Music festival in Iran

Tehran Contemporary Music Festival (TCMF) is the premiere contemporary music festival in Iran.

The festival usually takes place during the time of one week in April–June period (depending on the calendar of Islamic feasts) and is staged at venues all around Tehran. The events are staged both in large, established venues such as Roudaki Hall and the Tehran Museum of Contemporary Art as well as in small Galleries, Cultural Places, industrial premises and Public Places.

== Background ==

The thoughts of creating a festival devoted to popularization of contemporary music in Iran started in 2014.

In the fall of 2015, the Academic and artistic council of the Festival was formed with the cooperation of Navid Gohari (artistic director), Ehsan Tarokh (executive director), Hamidreza Ardalan (research adviser), Idin Samimi Mofakham, Martyna Kosecka (artistic advisers). Announcing the call and inviting foreign groups with the collaboration of Spectro Centre for New Music, executive paces were made afterwards to organize the First International Festival of Tehran Contemporary Music.

== Program ==

The program of each festival edition varies depending on the presented content.

== Venues ==

=== Vahdat Hall ===

Vahdat Hall was opened in 1967.

Roudaki foundation building consisted of two halls ran under the names Roudaki Hall and Small Hall, after the Islamic Revolution of Iran, the larger hall was changed, to Vahdat Hall and the smaller hall Was changed to Roudaki Hall. After the Islamic Revolution these mostly host music concerts and theatrical performances.

=== Roudaki Hall ===

Roudaki Hall proved stage is fixed and is designed just for the orchestra rehearsal and performing music groups. The process of repair and equipment of Roudaki Hall started on January 6, 2011.

=== Tehran Museum of Contemporary Art ===

Tehran Museum of Contemporary Art, also known as TMOCA, is among the largest art museums in Iran.

== Festival Orchestra ==
“Nilper in ancient Iranian language means “Lotus” and it’s a symbol for peace and friendship in opinion of all countries.”

Nilper Orchestra was founded in 2004 for performing Contemporary Classical Music. The Orchestra's continuous aspiration is performing art music of both Iranian and international contemporary composers, while – as the members of the orchestra – bringing together talented performers and rising artists living and working in Iran. Since its establishment, the orchestra has performed regularly in seasonal programming, and in its 13th years of activity has performed 28 full concerts, performing 58 works in repertoire of contemporary music, 23 world or national premieres, and has hosted 10 soloists.

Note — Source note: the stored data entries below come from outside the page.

//! Telemetry buffers keyed by type code.
//!
//! Each slot owns a [`RingBuffer<T>`] whose element type is fixed when the
//! code is registered. The slot also knows how to decode raw payloads into
//! `T` and serialize its latest `T` back out, so the ingestion path can
//! store frames and the read path can forward them without naming `T`.

use std::any::{self, Any, TypeId};
use std::fmt;
use std::sync::{Mutex, MutexGuard, PoisonError};

use bytes::Bytes;
use rrc_frame::{Message, WireFormat};
use tracing::{debug, trace};

use crate::error::{BufferError, Result};
use crate::ring_buffer::RingBuffer;

/// Type-erased view of one registered buffer.
trait TelemetrySlot: Send {
    fn push_serialized(&mut self, type_code: u16, format: WireFormat, payload: &[u8])
        -> Result<()>;
    fn peek_serialized(&self, type_code: u16, format: WireFormat) -> Result<Bytes>;
    fn peek_json(&self, type_code: u16) -> Result<Option<serde_json::Value>>;
    fn len(&self) -> usize;
    fn element_type(&self) -> TypeId;
    fn type_name(&self) -> &'static str;
    fn as_any(&self) -> &dyn Any;
    fn as_any_mut(&mut self) -> &mut dyn Any;
}

struct TypedSlot<T> {
    ring: RingBuffer<T>,
}

impl<T: Message> TelemetrySlot for TypedSlot<T> {
    fn push_serialized(
        &mut self,
        type_code: u16,
        format: WireFormat,
        payload: &[u8],
    ) -> Result<()> {
        let value = format
            .decode::<T>(payload)
            .map_err(|source| BufferError::Decode { type_code, source })?;
        self.ring.push_overwrite(value);
        Ok(())
    }

    fn peek_serialized(&self, type_code: u16, format: WireFormat) -> Result<Bytes> {
        match self.ring.peek_latest() {
            Some(value) => format
                .encode(value)
                .map(Bytes::from)
                .map_err(|source| BufferError::Encode { type_code, source }),
            None => Ok(Bytes::new()),
        }
    }

    fn peek_json(&self, type_code: u16) -> Result<Option<serde_json::Value>> {
        self.ring
            .peek_latest()
            .map(WireFormat::to_json)
            .transpose()
            .map_err(|source| BufferError::Encode { type_code, source })
    }

    fn len(&self) -> usize {
        self.ring.len()
    }

    fn element_type(&self) -> TypeId {
        TypeId::of::<T>()
    }

    fn type_name(&self) -> &'static str {
        any::type_name::<T>()
    }

    fn as_any(&self) -> &dyn Any {
        self
    }

    fn as_any_mut(&mut self) -> &mut dyn Any {
        self
    }
}

type Slots = Vec<Option<Box<dyn TelemetrySlot>>>;

/// Registry of per-type telemetry ring buffers.
///
/// All operations take one registry-wide mutex for an O(1) slot lookup and a
/// single buffer operation. Slots are added by [`register`](Self::register)
/// and never removed.
pub struct BufferRegistry {
    format: WireFormat,
    slots: Mutex<Slots>,
}

impl BufferRegistry {
    /// Create an empty registry whose payloads use `format`.
    pub fn new(format: WireFormat) -> Self {
        Self {
            format,
            slots: Mutex::new(Vec::new()),
        }
    }

    /// Payload format used for raw pushes and serialized peeks.
    pub fn format(&self) -> WireFormat {
        self.format
    }

    /// Bind `type_code` to a buffer of `T` holding up to `capacity` values.
    ///
    /// Registering the same `T` again is a no-op and keeps the existing
    /// contents. A different `T` fails with [`BufferError::TypeMismatch`].
    pub fn register<T: Message>(&self, type_code: u16, capacity: usize) -> Result<()> {
        let mut slots = self.lock();
        let index = usize::from(type_code);
        if slots.len() <= index {
            slots.resize_with(index + 1, || None);
        }

        if let Some(existing) = &slots[index] {
            if existing.element_type() == TypeId::of::<T>() {
                return Ok(());
            }
            return Err(BufferError::TypeMismatch {
                type_code,
                registered: existing.type_name(),
                requested: any::type_name::<T>(),
            });
        }

        slots[index] = Some(Box::new(TypedSlot::<T> {
            ring: RingBuffer::new(capacity),
        }));
        debug!(
            type_code,
            payload = any::type_name::<T>(),
            capacity,
            "registered telemetry buffer"
        );
        Ok(())
    }

    pub fn is_registered(&self, type_code: u16) -> bool {
        slot(&self.lock(), type_code).is_ok()
    }

    /// Registered type codes in ascending order.
    pub fn type_codes(&self) -> Vec<u16> {
        self.lock()
            .iter()
            .enumerate()
            .filter(|(_, slot)| slot.is_some())
            .filter_map(|(index, _)| u16::try_from(index).ok())
            .collect()
    }

    /// Rust type name of the payload stored under `type_code`.
    pub fn type_name(&self, type_code: u16) -> Option<&'static str> {
        slot(&self.lock(), type_code).ok().map(|s| s.type_name())
    }

    /// Number of buffered values for `type_code`.
    pub fn len(&self, type_code: u16) -> Result<usize> {
        Ok(slot(&self.lock(), type_code)?.len())
    }

    /// Decode `payload` as `T` and store it, evicting the oldest value if full.
    pub fn push<T: Message>(&self, type_code: u16, payload: &[u8]) -> Result<()> {
        let mut slots = self.lock();
        let typed = typed_mut::<T>(&mut slots, type_code)?;
        let value = self
            .format
            .decode::<T>(payload)
            .map_err(|source| BufferError::Decode { type_code, source })?;
        typed.ring.push_overwrite(value);
        Ok(())
    }

    /// Store an already-decoded value.
    pub fn push_value<T: Message>(&self, type_code: u16, value: T, overwrite: bool) -> Result<()> {
        let mut slots = self.lock();
        typed_mut::<T>(&mut slots, type_code)?
            .ring
            .push(value, overwrite)
    }

    /// Decode `payload` into whatever type `type_code` was registered with
    /// and store it.
    pub fn push_serialized(&self, type_code: u16, payload: &[u8]) -> Result<()> {
        let format = self.format;
        let mut slots = self.lock();
        slot_mut(&mut slots, type_code)?.push_serialized(type_code, format, payload)?;
        trace!(type_code, len = payload.len(), "buffered telemetry");
        Ok(())
    }

    /// Latest value for `type_code`, serialized in the registry's format.
    ///
    /// Returns empty bytes when nothing has been buffered yet.
    pub fn peek_serialized(&self, type_code: u16) -> Result<Bytes> {
        slot(&self.lock(), type_code)?.peek_serialized(type_code, self.format)
    }

    /// Latest value for `type_code` as JSON.
    pub fn peek_json(&self, type_code: u16) -> Result<Option<serde_json::Value>> {
        slot(&self.lock(), type_code)?.peek_json(type_code)
    }

    /// Copy of the latest value, leaving it buffered.
    pub fn peek_latest<T: Message>(&self, type_code: u16) -> Result<Option<T>> {
        let slots = self.lock();
        Ok(typed::<T>(&slots, type_code)?.ring.peek_latest().cloned())
    }

    /// Remove and return the oldest value.
    pub fn pop_oldest<T: Message>(&self, type_code: u16) -> Result<Option<T>> {
        let mut slots = self.lock();
        Ok(typed_mut::<T>(&mut slots, type_code)?.ring.pop_oldest())
    }

    /// Remove every buffered value, oldest first.
    pub fn drain<T: Message>(&self, type_code: u16) -> Result<Vec<T>> {
        let mut slots = self.lock();
        Ok(typed_mut::<T>(&mut slots, type_code)?.ring.drain())
    }

    fn lock(&self) -> MutexGuard<'_, Slots> {
        self.slots.lock().unwrap_or_else(PoisonError::into_inner)
    }
}

impl Default for BufferRegistry {
    fn default() -> Self {
        Self::new(WireFormat::default())
    }
}

impl fmt::Debug for BufferRegistry {
    fn fmt(&self, f: &mut fmt::Formatter<'_>) -> fmt::Result {
        f.debug_struct("BufferRegistry")
            .field("format", &self.format)
            .field("type_codes", &self.type_codes())
            .finish()
    }
}

fn slot(slots: &Slots, type_code: u16) -> Result<&(dyn TelemetrySlot + 'static)> {
    slots
        .get(usize::from(type_code))
        .and_then(Option::as_deref)
        .ok_or(BufferError::NotRegistered { type_code })
}

fn slot_mut(slots: &mut Slots, type_code: u16) -> Result<&mut (dyn TelemetrySlot + 'static)> {
    slots
        .get_mut(usize::from(type_code))
        .and_then(Option::as_deref_mut)
        .ok_or(BufferError::NotRegistered { type_code })
}

fn typed<T: Message>(slots: &Slots, type_code: u16) -> Result<&TypedSlot<T>> {
    let slot = slot(slots, type_code)?;
    slot.as_any()
        .downcast_ref::<TypedSlot<T>>()
        .ok_or_else(|| mismatch::<T>(type_code, slot.type_name()))
}

fn typed_mut<T: Message>(slots: &mut Slots, type_code: u16) -> Result<&mut TypedSlot<T>> {
    let slot = slot_mut(slots, type_code)?;
    let registered = slot.type_name();
    slot.as_any_mut()
        .downcast_mut::<TypedSlot<T>>()
        .ok_or_else(|| mismatch::<T>(type_code, registered))
}

fn mismatch<T>(type_code: u16, registered: &'static str) -> BufferError {
    BufferError::TypeMismatch {
        type_code,
        registered,
        requested: any::type_name::<T>(),
    }
}

#[cfg(test)]
mod tests {
    use std::sync::Arc;
    use std::thread;

    use rrc_messages::{Pose, RobotName, Vector3};

    use super::*;

    const POSE: u16 = 1;
    const NAME: u16 = 6;

    fn pose_at(x: f64) -> Pose {
        Pose {
            position: Vector3::new(x, 0.0, 0.0),
            ..Pose::default()
        }
    }

    fn registry() -> BufferRegistry {
        let registry = BufferRegistry::new(WireFormat::Postcard);
        registry.register::<Pose>(POSE, 10).unwrap();
        registry.register::<RobotName>(NAME, 10).unwrap();
        registry
    }

    #[test]
    fn register_grows_table_to_code() {
        let registry = BufferRegistry::default();
        registry.register::<RobotName>(40, 1).unwrap();
        assert!(registry.is_registered(40));
        assert!(!registry.is_registered(39));
        assert!(!registry.is_registered(41));
        assert_eq!(registry.type_codes(), vec![40]);
    }

    #[test]
    fn reregistering_same_type_keeps_contents() {
        let registry = registry();
        registry.push_value(POSE, pose_at(1.0), true).unwrap();
        registry.register::<Pose>(POSE, 3).unwrap();
        assert_eq!(registry.len(POSE).unwrap(), 1);
    }

    #[test]
    fn registering_other_type_fails() {
        let registry = registry();
        let err = registry.register::<RobotName>(POSE, 10).unwrap_err();
        assert!(matches!(
            err,
            BufferError::TypeMismatch { type_code: POSE, .. }
        ));
        assert!(registry.type_name(POSE).unwrap().ends_with("Pose"));
    }

    #[test]
    fn typed_push_then_peek() {
        let registry = registry();
        let payload = WireFormat::Postcard.encode(&pose_at(2.5)).unwrap();
        registry.push::<Pose>(POSE, &payload).unwrap();

        assert_eq!(registry.peek_latest::<Pose>(POSE).unwrap(), Some(pose_at(2.5)));
        // Peek leaves the value in place.
        assert_eq!(registry.len(POSE).unwrap(), 1);
    }

    #[test]
    fn wrong_type_or_unknown_code_is_reported() {
        let registry = registry();
        assert!(matches!(
            registry.peek_latest::<RobotName>(POSE),
            Err(BufferError::TypeMismatch { .. })
        ));
        assert!(matches!(
            registry.push::<Pose>(NAME, &[]),
            Err(BufferError::TypeMismatch { .. })
        ));
        assert!(matches!(
            registry.peek_serialized(99),
            Err(BufferError::NotRegistered { type_code: 99 })
        ));
        assert!(matches!(
            registry.push_serialized(0, b"x"),
            Err(BufferError::NotRegistered { type_code: 0 })
        ));
    }

    #[test]
    fn peek_serialized_empty_until_filled() {
        let registry = registry();
        assert!(registry.peek_serialized(POSE).unwrap().is_empty());
        assert_eq!(registry.peek_json(POSE).unwrap(), None);

        registry.push_value(POSE, pose_at(4.0), true).unwrap();
        let expected = WireFormat::Postcard.encode(&pose_at(4.0)).unwrap();
        assert_eq!(registry.peek_serialized(POSE).unwrap().as_ref(), &expected[..]);
    }

    #[test]
    fn push_serialized_decodes_into_registered_type() {
        let registry = registry();
        let name = RobotName {
            value: "rover".into(),
        };
        let payload = WireFormat::Postcard.encode(&name).unwrap();
        registry.push_serialized(NAME, &payload).unwrap();

        assert_eq!(registry.peek_latest::<RobotName>(NAME).unwrap(), Some(name));
        let json = registry.peek_json(NAME).unwrap().unwrap();
        assert_eq!(json["value"], "rover");
    }

    #[test]
    fn undecodable_payload_leaves_buffer_and_lock_intact() {
        let registry = registry();
        registry.push_value(POSE, pose_at(1.0), true).unwrap();

        let err = registry.push_serialized(POSE, &[0xFF; 3]).unwrap_err();
        assert!(matches!(err, BufferError::Decode { type_code: POSE, .. }));

        // The guard was released on the error path.
        registry.push_value(POSE, pose_at(2.0), true).unwrap();
        assert_eq!(registry.len(POSE).unwrap(), 2);
    }

    #[test]
    fn latest_of_many_pushes_within_capacity() {
        let registry = registry();
        for i in 0..25 {
            registry.push_value(POSE, pose_at(f64::from(i)), true).unwrap();
        }
        assert_eq!(registry.len(POSE).unwrap(), 10);
        assert_eq!(registry.peek_latest::<Pose>(POSE).unwrap(), Some(pose_at(24.0)));
        assert_eq!(registry.pop_oldest::<Pose>(POSE).unwrap(), Some(pose_at(15.0)));
        assert_eq!(registry.drain::<Pose>(POSE).unwrap().len(), 9);
    }

    #[test]
    fn full_without_overwrite_preserves_contents() {
        let registry = BufferRegistry::default();
        registry.register::<RobotName>(NAME, 1).unwrap();
        let first = RobotName { value: "a".into() };
        registry.push_value(NAME, first.clone(), false).unwrap();

        let err = registry
            .push_value(NAME, RobotName { value: "b".into() }, false)
            .unwrap_err();
        assert!(matches!(err, BufferError::Full { capacity: 1 }));
        assert_eq!(registry.peek_latest::<RobotName>(NAME).unwrap(), Some(first));
    }

    #[test]
    fn json_registry_uses_json_payloads() {
        let registry = BufferRegistry::new(WireFormat::Json);
        registry.register::<RobotName>(NAME, 2).unwrap();
        registry
            .push_serialized(NAME, br#"{"value":"crawler"}"#)
            .unwrap();
        assert_eq!(
            registry.peek_serialized(NAME).unwrap().as_ref(),
            br#"{"value":"crawler"}"#
        );
    }

    #[test]
    fn concurrent_reader_sees_increasing_values() {
        let registry = Arc::new(registry());

        let writer = {
            let registry = Arc::clone(&registry);
            thread::spawn(move || {
                for i in 0..500 {
                    let payload = WireFormat::Postcard.encode(&pose_at(f64::from(i))).unwrap();
                    registry.push_serialized(POSE, &payload).unwrap();
                }
            })
        };

        let reader = {
            let registry = Arc::clone(&registry);
            thread::spawn(move || {
                let mut last = -1.0;
                for _ in 0..500 {
                    if let Some(pose) = registry.peek_latest::<Pose>(POSE).unwrap() {
                        assert!(pose.position.x >= last);
                        last = pose.position.x;
                    }
                }
            })
        };

        writer.join().unwrap();
        reader.join().unwrap();
        assert_eq!(
            registry.peek_latest::<Pose>(POSE).unwrap(),
            Some(pose_at(499.0))
        );
    }
}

Since 2008 Ehsan Tarokh has been responsible for orchestra's managerial activities. Nilper is focused on introducing and performing the rarity repertoire of high quality, observing international rules of Copyright and interaction with publishing houses, and invitation and hosting of established artists and soloists from around the world. These all mark the concept, philosophy, and the approach of the board of directors in Nilper Orchestra.